In 1845 Meek appeared in Missouri country and joined a large contingent of Oregon Trail emigrants that included the groups led by Joel Palmer, Samuel Barlow, and a Captain Stephens. When the companies reorganized at Big Soldier Creek, Meek was hired as a pilot to guide these three companies to Oregon Country. Along the way, he married Elizabeth Schoonover, a Canadian who was traveling from Kansas to Oregon.

When the wagon trains reorganized again at Fort Hall, Meek was no longer employed as a guide. He rode ahead to Fort Boise, approaching the leaders of some of the advance parties with a proposal to guide them on a shorter but untried route. The route through the Blue Mountains of eastern Oregon was famously treacherous, and the Whitman Massacre at Walla Walla had occurred only two years earlier. Meek suggested that leaving the established route at Vale, and following the Malheur River on a more southerly route, would make for a shorter trip and would reduce the probability of encountering hostile Indians. Some 200 wagons and over 1000 people decided to follow Meek. Some of the later arrivals at Fort Boise, upon hearing of this new route, also decided to follow it. In the end, as many as 1500 people may have taken the Meek Cutoff.

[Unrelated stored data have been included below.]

//! HTTP retry system and chunk download service.
//!
//! # Architecture
//!
//! ```text
//!   CloudChunkSource
//!         │ request(url) / poll()
//!         ▼
//!   DownloadService ── local paths read through FileSystem
//!         │ submit / update_at(now)
//!         ▼
//!   HttpRetryManager ── retry, lockout and timeout state per request
//!         │ process(request, completion)
//!         ▼
//!   HttpTransport (ReqwestTransport worker pool)
//! ```
//!
//! Completions cross back from transport threads over a channel; all request
//! state is owned and advanced by the single thread that calls `update`.

mod download;
mod memory;
mod reqwest_transport;
mod retry;
mod transport;

pub use download::{Download, DownloadError, DownloadId, DownloadService, DEFAULT_RETRY_CODES};
pub use memory::MemoryTransport;
pub use reqwest_transport::{ReqwestTransport, DEFAULT_REQUEST_TIMEOUT};
pub use retry::{
    lockout_duration, HttpRetryManager, RequestEntry, RequestId, RequestStatus, RetryOutcome,
    RetryRequest,
};
pub use transport::{
    CompletionCallback, HttpRequest, HttpResponse, HttpTransport, HttpVerb, TransportError,
    TransportResult,
};

use thiserror::Error;

#[derive(Debug, Error)]
pub enum HttpError {
    #[error("failed to create HTTP client: {0}")]
    ClientBuild(String),
}
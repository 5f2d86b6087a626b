//! Chunkpatch CLI - install, patch and package chunked builds.

mod commands;
mod error;

use std::path::PathBuf;
use std::process::ExitCode;

use clap::{Parser, Subcommand};

use commands::{build, chunkdb, install};
use error::CliError;

#[derive(Debug, Parser)]
#[command(name = "chunkpatch", version, about = "Install and patch chunked builds")]
struct Cli {
    /// Directory for log files (defaults to the user data directory)
    #[arg(long, global = true)]
    log_dir: Option<PathBuf>,

    /// Log level when RUST_LOG is not set
    #[arg(long, global = true, default_value = "info")]
    log_level: String,

    #[command(subcommand)]
    command: Command,
}

#[derive(Debug, Subcommand)]
enum Command {
    /// Install or patch a build into a directory
    Install(install::InstallArgs),
    /// Chunk a directory into a manifest and cloud directory
    Build(build::BuildArgs),
    /// Pack the chunks of a build into a chunk database
    Chunkdb(chunkdb::ChunkDbArgs),
}

fn default_log_dir() -> PathBuf {
    dirs::data_local_dir()
        .unwrap_or_else(std::env::temp_dir)
        .join("chunkpatch")
        .join("logs")
}

fn run(cli: Cli) -> Result<(), CliError> {
    let log_dir = cli.log_dir.unwrap_or_else(default_log_dir);
    let _guard = chunkpatch::logging::init_logging(&log_dir, "chunkpatch.log", &cli.log_level)?;
    tracing::info!(version = env!("CARGO_PKG_VERSION"), "chunkpatch starting");

    match cli.command {
        Command::Install(args) => install::run(args),
        Command::Build(args) => build::run(args),
        Command::Chunkdb(args) => chunkdb::run(args),
    }
}

fn main() -> ExitCode {
    match run(Cli::parse()) {
        Ok(()) => ExitCode::SUCCESS,
        Err(e) => {
            eprintln!("Error: {}", e);
            ExitCode::from(e.exit_code() as u8)
        }
    }
}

There is some confusion about whether Meek intended to follow the John Day River, as he apparently told some of the emigrants at Fort Boise, or to develop an entirely new route directly west from Harney Lake to the present-day site of Eugene on the Willamette River. If the former, he was hopelessly lost. If the latter, he might have succeeded, but several of the leaders of the train objected when he attempted to lead them south of Malheur and Harney Lakes.

1845 was a very dry year - tree rings in the area show several years of severe drought from 1839 to 1854. This made the trip miserable for the people and livestock who followed Meek into the Oregon high desert, and it may have contributed to Meek's direction finding challenges. Areas that had water and grass during his earlier explorations of the area were dry and bare in 1845.

At Castle Rock, instead of turning northwest toward the John Day River, Meek went southwest toward Harney Lake, then west to Wagontire Mountain. The route was very rocky, and people and animals suffered greatly. At Wagontire, the emigrants waited several days while Meek and other scouts fanned out in all directions to look for water.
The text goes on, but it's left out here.